[Stored data]
________
//! Avanza REST API client.

use std::time::Duration;

use log::debug;
use reqwest::blocking::{Client, RequestBuilder, Response};
use serde::Serialize;
use serde::de::DeserializeOwned;

use crate::error::BrokerError;

pub const BASE_URL: &str = "https://www.avanza.se";

pub const CREDENTIALS_PATH: &str = "/_api/authentication/sessions/usercredentials";
pub const TOTP_PATH: &str = "/_api/authentication/sessions/totp";
pub const LOGOUT_PATH: &str = "/_api/authentication/session";
pub const INDEX_PATH: &str = "/_api/market-index";
pub const CHART_PATH: &str = "/_api/price-chart/stock";
pub const FILTER_PATH: &str = "/_api/market-warrant-filter/";
pub const ORDERBOOK_LIST_PATH: &str = "/_mobile/market/orderbooklist";
pub const ORDER_PATH: &str = "/_api/trading-critical/rest/order/new";
pub const FUND_ORDER_PATH: &str = "/_api/fund-reference/order";
pub const ORDER_STATUS_PATH: &str = "/_api/trading-critical/rest/order";
pub const POSITIONS_PATH: &str = "/_api/position-data/positions";
pub const ACCOUNTS_PATH: &str = "/_api/account-overview/overview/categorizedAccounts";
pub const INSTRUMENT_PATH: &str = "/_api/market-guide/warrant";

pub const SECURITY_TOKEN_HEADER: &str = "X-SecurityToken";

/// Blocking Avanza client. Cookies persist across calls.
pub struct AvanzaClient {
    client: Client,
    base_url: String,
}

impl AvanzaClient {
    pub fn new() -> Result<Self, BrokerError> {
        Self::with_base_url(BASE_URL)
    }

    pub fn with_base_url(base_url: &str) -> Result<Self, BrokerError> {
        let client = Client::builder()
            .cookie_store(true)
            .timeout(Duration::from_secs(30))
            .build()
            .map_err(|e| BrokerError::Connection(format!("failed to build HTTP client: {e}")))?;
        Ok(Self {
            client,
            base_url: base_url.trim_end_matches('/').to_string(),
        })
    }

    fn url(&self, path: &str) -> String {
        format!("{}{path}", self.base_url)
    }

    fn with_token(req: RequestBuilder, token: Option<&str>) -> RequestBuilder {
        match token {
            Some(t) => req.header(SECURITY_TOKEN_HEADER, t),
            None => req,
        }
    }

    /// GET and decode a JSON body.
    pub fn get_json<T: DeserializeOwned>(&self, path: &str, token: &str) -> Result<T, BrokerError> {
        debug!("GET {path}");
        let resp = Self::with_token(self.client.get(self.url(path)), Some(token))
            .send()
            .map_err(|e| BrokerError::Connection(format!("GET {path} failed: {e}")))?;
        decode(path, check(path, resp)?)
    }

    /// POST a JSON body and decode the JSON reply.
    pub fn post_json<B: Serialize, T: DeserializeOwned>(
        &self,
        path: &str,
        token: Option<&str>,
        body: &B,
    ) -> Result<T, BrokerError> {
        Ok(self.post_json_with_headers(path, token, body)?.0)
    }

    /// Like [`post_json`](Self::post_json), also returning the security token header if present.
    pub fn post_json_with_headers<B: Serialize, T: DeserializeOwned>(
        &self,
        path: &str,
        token: Option<&str>,
        body: &B,
    ) -> Result<(T, Option<String>), BrokerError> {
        debug!("POST {path}");
        let resp = Self::with_token(self.client.post(self.url(path)), token)
            .json(body)
            .send()
            .map_err(|e| BrokerError::Connection(format!("POST {path} failed: {e}")))?;
        let resp = check(path, resp)?;
        let security_token = resp
            .headers()
            .get(SECURITY_TOKEN_HEADER)
            .and_then(|v| v.to_str().ok())
            .map(str::to_string);
        Ok((decode(path, resp)?, security_token))
    }

    /// DELETE, ignoring the body.
    pub fn delete(&self, path: &str, token: &str) -> Result<(), BrokerError> {
        debug!("DELETE {path}");
        let resp = Self::with_token(self.client.delete(self.url(path)), Some(token))
            .send()
            .map_err(|e| BrokerError::Connection(format!("DELETE {path} failed: {e}")))?;
        check(path, resp)?;
        Ok(())
    }
}

fn check(path: &str, resp: Response) -> Result<Response, BrokerError> {
    let status = resp.status();
    if status.is_success() {
        return Ok(resp);
    }
    let body = resp.text().unwrap_or_default();
    if status.as_u16() == 401 || status.as_u16() == 403 {
        Err(BrokerError::Auth(format!("{path} returned {status}: {body}")))
    } else if status.as_u16() == 404 {
        Err(BrokerError::NotFound(format!("{path} returned {status}")))
    } else {
        Err(BrokerError::Connection(format!("{path} returned {status}: {body}")))
    }
}

fn decode<T: DeserializeOwned>(path: &str, resp: Response) -> Result<T, BrokerError> {
    resp.json::<T>()
        .map_err(|e| BrokerError::Parse(format!("failed to parse {path}: {e}")))
}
________
What you have to do: Print all of the data exactly as it was given.

Task solution:
//! Avanza REST API client.

use std::time::Duration;

use log::debug;
use reqwest::blocking::{Client, RequestBuilder, Response};
use serde::Serialize;
use serde::de::DeserializeOwned;

use crate::error::BrokerError;

pub const BASE_URL: &str = "https://www.avanza.se";

pub const CREDENTIALS_PATH: &str = "/_api/authentication/sessions/usercredentials";
pub const TOTP_PATH: &str = "/_api/authentication/sessions/totp";
pub const LOGOUT_PATH: &str = "/_api/authentication/session";
pub const INDEX_PATH: &str = "/_api/market-index";
pub const CHART_PATH: &str = "/_api/price-chart/stock";
pub const FILTER_PATH: &str = "/_api/market-warrant-filter/";
pub const ORDERBOOK_LIST_PATH: &str = "/_mobile/market/orderbooklist";
pub const ORDER_PATH: &str = "/_api/trading-critical/rest/order/new";
pub const FUND_ORDER_PATH: &str = "/_api/fund-reference/order";
pub const ORDER_STATUS_PATH: &str = "/_api/trading-critical/rest/order";
pub const POSITIONS_PATH: &str = "/_api/position-data/positions";
pub const ACCOUNTS_PATH: &str = "/_api/account-overview/overview/categorizedAccounts";
pub const INSTRUMENT_PATH: &str = "/_api/market-guide/warrant";

pub const SECURITY_TOKEN_HEADER: &str = "X-SecurityToken";

/// Blocking Avanza client. Cookies persist across calls.
pub struct AvanzaClient {
    client: Client,
    base_url: String,
}

impl AvanzaClient {
    pub fn new() -> Result<Self, BrokerError> {
        Self::with_base_url(BASE_URL)
    }

    pub fn with_base_url(base_url: &str) -> Result<Self, BrokerError> {
        let client = Client::builder()
            .cookie_store(true)
            .timeout(Duration::from_secs(30))
            .build()
            .map_err(|e| BrokerError::Connection(format!("failed to build HTTP client: {e}")))?;
        Ok(Self {
            client,
            base_url: base_url.trim_end_matches('/').to_string(),
        })
    }

    fn url(&self, path: &str) -> String {
        format!("{}{path}", self.base_url)
    }

    fn with_token(req: RequestBuilder, token: Option<&str>) -> RequestBuilder {
        match token {
            Some(t) => req.header(SECURITY_TOKEN_HEADER, t),
            None => req,
        }
    }

    /// GET and decode a JSON body.
    pub fn get_json<T: DeserializeOwned>(&self, path: &str, token: &str) -> Result<T, BrokerError> {
        debug!("GET {path}");
        let resp = Self::with_token(self.client.get(self.url(path)), Some(token))
            .send()
            .map_err(|e| BrokerError::Connection(format!("GET {path} failed: {e}")))?;
        decode(path, check(path, resp)?)
    }

    /// POST a JSON body and decode the JSON reply.
    pub fn post_json<B: Serialize, T: DeserializeOwned>(
        &self,
        path: &str,
        token: Option<&str>,
        body: &B,
    ) -> Result<T, BrokerError> {
        Ok(self.post_json_with_headers(path, token, body)?.0)
    }

    /// Like [`post_json`](Self::post_json), also returning the security token header if present.
    pub fn post_json_with_headers<B: Serialize, T: DeserializeOwned>(
        &self,
        path: &str,
        token: Option<&str>,
        body: &B,
    ) -> Result<(T, Option<String>), BrokerError> {
        debug!("POST {path}");
        let resp = Self::with_token(self.client.post(self.url(path)), token)
            .json(body)
            .send()
            .map_err(|e| BrokerError::Connection(format!("POST {path} failed: {e}")))?;
        let resp = check(path, resp)?;
        let security_token = resp
            .headers()
            .get(SECURITY_TOKEN_HEADER)
            .and_then(|v| v.to_str().ok())
            .map(str::to_string);
        Ok((decode(path, resp)?, security_token))
    }

    /// DELETE, ignoring the body.
    pub fn delete(&self, path: &str, token: &str) -> Result<(), BrokerError> {
        debug!("DELETE {path}");
        let resp = Self::with_token(self.client.delete(self.url(path)), Some(token))
            .send()
            .map_err(|e| BrokerError::Connection(format!("DELETE {path} failed: {e}")))?;
        check(path, resp)?;
        Ok(())
    }
}

fn check(path: &str, resp: Response) -> Result<Response, BrokerError> {
    let status = resp.status();
    if status.is_success() {
        return Ok(resp);
    }
    let body = resp.text().unwrap_or_default();
    if status.as_u16() == 401 || status.as_u16() == 403 {
        Err(BrokerError::Auth(format!("{path} returned {status}: {body}")))
    } else if status.as_u16() == 404 {
        Err(BrokerError::NotFound(format!("{path} returned {status}")))
    } else {
        Err(BrokerError::Connection(format!("{path} returned {status}: {body}")))
    }
}

fn decode<T: DeserializeOwned>(path: &str, resp: Response) -> Result<T, BrokerError> {
    resp.json::<T>()
        .map_err(|e| BrokerError::Parse(format!("failed to parse {path}: {e}")))
}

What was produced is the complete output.